Railway station in Gauteng, South Africa

Centurion is a metro station on the Gautrain rapid transit system in Centurion, Gauteng. The station opened on 2 August 2011 as part of the second phase of the Gautrain project.

==Location==
Centurion station is located in the town of Centurion, in the southern part of the City of Tshwane Metropolitan Municipality. The station is located adjacent to West Avenue which runs along the northern bank of Centurion Lake.

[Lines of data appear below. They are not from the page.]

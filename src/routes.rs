use crate::{api::employee, auth::handlers};
use actix_web::web;

pub fn configure(cfg: &mut web::ServiceConfig) {
    // Employee record controller. Route shapes mirror the MVC-style pages:
    // a GET renders a view model, the matching POST performs the mutation
    // and redirects back to the list.
    cfg.service(
        web::scope("/Employees")
            .service(web::resource("").route(web::get().to(employee::index)))
            .service(web::resource("/Details/{id}").route(web::get().to(employee::details)))
            .service(
                web::resource("/Create")
                    .route(web::get().to(employee::create_form))
                    .route(web::post().to(employee::create)),
            )
            .service(
                web::resource("/Edit/{id}")
                    .route(web::get().to(employee::edit_form))
                    .route(web::post().to(employee::edit)),
            )
            .service(
                web::resource("/Delete/{id}")
                    .route(web::get().to(employee::delete_form))
                    .route(web::post().to(employee::delete_confirmed)),
            ),
    );

    // Login entry point the create gate redirects to.
    cfg.service(
        web::scope("/EmployeesLogin")
            .service(
                web::resource("/Login")
                    .route(web::get().to(handlers::login_form))
                    .route(web::post().to(handlers::login)),
            )
            .service(web::resource("/Logout").route(web::post().to(handlers::logout))),
    );
}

===Transit-oriented development===
In common with other Gautrain stations, Centurion station acts as the focal point of transit-oriented development. The most prominent of the initiatives near the station is the Centurion Symbio-City development, which aims at developing the highest skyscraper in Africa in the middle of Centurion Lake.

==Station layout==
Centurion station has two tracks with two side platforms and parking for 2000 cars. Due to high demand for parking and a lot of rail users having to park outside the station, the Bombela Consortium purchased additional land to build additional parking in Von Willich Avenue on the Northern side of the station.

==Services==
Trains on the North-South Line of the Gautrain system serve Centurion station, running northbound to Pretoria and Hatfield and southbound to Midrand, Sandton and Johannesburg Park Station. In addition, Centurion has four integrated feeder bus routes to Highveld (CEN1), Rooihuiskraal (CEN2), Wierdapark (CEN3), and Southdowns (CEN4).